Interleukin 4 inhibits hepatocyte growth factor-induced invasion and migration of colon carcinomas

Hepatocyte growth factor (HGF) is known to have a number of biological properties including promoting tumor progression of human carcinomas. Metastasis involves a number of events that are attributed to induction by paracrine factors such as HGF. Identification of natural inhibitors of these events would allow better control of tumor progression. Recently we demonstrated that interleukin 4 (IL-4) can regulate proliferation of various human carcinoma cell lines.

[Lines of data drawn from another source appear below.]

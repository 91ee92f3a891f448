mod common;

use common::{init_tracing, record};
use student_aggregator::enrich::{classify_status, extract_years, matches_institution};
use student_aggregator::{
    enrich, CanonicalProfile, Deduplicator, EducationEntry, Field, FieldValue, Quality, SourceKind, StudentStatus,
};

const INSTITUTION: &str = "HKB College of Engineering";

fn education(school: &str, degree: &str, field_of_study: &str, dates: &str) -> EducationEntry {
    EducationEntry {
        school: school.to_string(),
        degree: degree.to_string(),
        field_of_study: field_of_study.to_string(),
        dates: dates.to_string(),
    }
}

fn profile_with(entries: Vec<EducationEntry>, extra: &[(Field, &str)]) -> CanonicalProfile {
    let mut candidate = record(SourceKind::ProfileScrape, Quality::High, &["https://site/in/p"], extra);
    candidate.fields.insert(Field::Education, FieldValue::Education(entries));
    Deduplicator::merge(vec![candidate]).remove(0)
}

#[test]
fn test_year_extraction() {
    assert_eq!(extract_years("2018 - 2022"), vec![2018, 2022]);
    assert_eq!(extract_years("Aug 2019 – May 2023"), vec![2019, 2023]);
    assert!(extract_years("Present").is_empty());
    assert!(extract_years("1999 - 1995").is_empty());
}

#[test]
fn test_graduation_year_is_latest_matching_year() {
    init_tracing();

    let profile = profile_with(vec![education(INSTITUTION, "B.E.", "Computer Science", "2018 - 2022")], &[]);
    let enriched = enrich(&profile, INSTITUTION, 2025);

    assert_eq!(enriched.field_text(Field::GraduationYear), Some("2022"));
    assert_eq!(enriched.field_text(Field::Degree), Some("B.E."));
    assert_eq!(enriched.status, StudentStatus::Alumni);
    assert!(matches!(
        enriched.fields.get(&Field::CollegeEducation),
        Some(FieldValue::Education(entries)) if entries.len() == 1
    ));
}

#[test]
fn test_no_year_leaves_status_unknown() {
    init_tracing();

    let profile = profile_with(vec![education(INSTITUTION, "", "Mechanical", "Present")], &[]);
    let enriched = enrich(&profile, INSTITUTION, 2025);

    assert_eq!(enriched.field_text(Field::GraduationYear), None);
    assert_eq!(enriched.field_text(Field::Degree), Some("Mechanical"));
    assert_eq!(enriched.status, StudentStatus::Unknown);
}

#[test]
fn test_only_matching_schools_count() {
    init_tracing();

    let profile = profile_with(
        vec![
            education("Delhi Public School", "High School", "", "2014 - 2018"),
            education("hkb college of engg", "", "", "2019 - 2023"),
            education("IIM Bangalore", "MBA", "", "2024 - 2026"),
        ],
        &[],
    );
    let enriched = enrich(&profile, INSTITUTION, 2025);

    assert_eq!(enriched.field_text(Field::GraduationYear), Some("2023"));
    assert_eq!(enriched.status, StudentStatus::RecentGraduate);
    assert_eq!(enriched.field_text(Field::Degree), None);
}

#[test]
fn test_existing_year_kept_without_match() {
    init_tracing();

    let profile = profile_with(Vec::new(), &[(Field::GraduationYear, "2026")]);
    let enriched = enrich(&profile, INSTITUTION, 2025);

    assert_eq!(enriched.field_text(Field::GraduationYear), Some("2026"));
    assert_eq!(enriched.status, StudentStatus::CurrentStudent);
    assert!(!enriched.fields.contains_key(&Field::CollegeEducation));
}

#[test]
fn test_enrich_is_pure() {
    let profile = profile_with(vec![education(INSTITUTION, "B.E.", "", "2020 - 2024")], &[]);
    let before = profile.clone();
    let _ = enrich(&profile, INSTITUTION, 2025);
    assert_eq!(profile, before);
}

#[test]
fn test_status_boundaries() {
    assert_eq!(classify_status(Some("2026"), 2025), StudentStatus::CurrentStudent);
    assert_eq!(classify_status(Some("2025"), 2025), StudentStatus::CurrentStudent);
    assert_eq!(classify_status(Some("2024"), 2025), StudentStatus::RecentGraduate);
    assert_eq!(classify_status(Some("2023"), 2025), StudentStatus::RecentGraduate);
    assert_eq!(classify_status(Some("2022"), 2025), StudentStatus::Alumni);
    assert_eq!(classify_status(None, 2025), StudentStatus::Unknown);
    assert_eq!(classify_status(Some("twenty"), 2025), StudentStatus::Unknown);
}

#[test]
fn test_institution_token_matching() {
    assert!(matches_institution("HKBK College of Engineering, Bangalore", INSTITUTION));
    assert!(matches_institution("Some College", INSTITUTION));
    assert!(!matches_institution("IIT Delhi", INSTITUTION));
    // "of" is too short to count
    assert!(!matches_institution("University of Mysore", "HKB of"));
}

In the present study, we used established human colon carcinoma cell lines and primary colon carcinoma cell cultures to determine if IL-4 could regulate HGF-induced cell proliferation and other events of tumor progression such as MMP (matrix metalloproteinases)-1, -2, and -9 production, cell migration and cell-matrix invasive activity. All colon carcinoma cell lines expressed HGF and IL-4 receptors. IL-4 significantly inhibited HGF-induced proliferation of one cell line. Cell-matrix invasion was significantly enhanced by HGF (0.1-10 ng/ml); IL-4 (1-10 U/ml) significantly inhibited HGF-induced invasion in a dose-dependent manner. IL-4 also inhibited HGF-induced cell-matrix invasion of metastatic colon carcinoma cells and HGF-induced cell migration. HGF enhanced MMP-1, -2, and -9 production by cell lines. This effect could be inhibited by IL-4. These findings indicate that IL-4 is a potent inhibitor of HGF-induced invasion and metastasis-related functions of human colon carcinoma cells. (C) 1996 Wiley-Liss, Inc.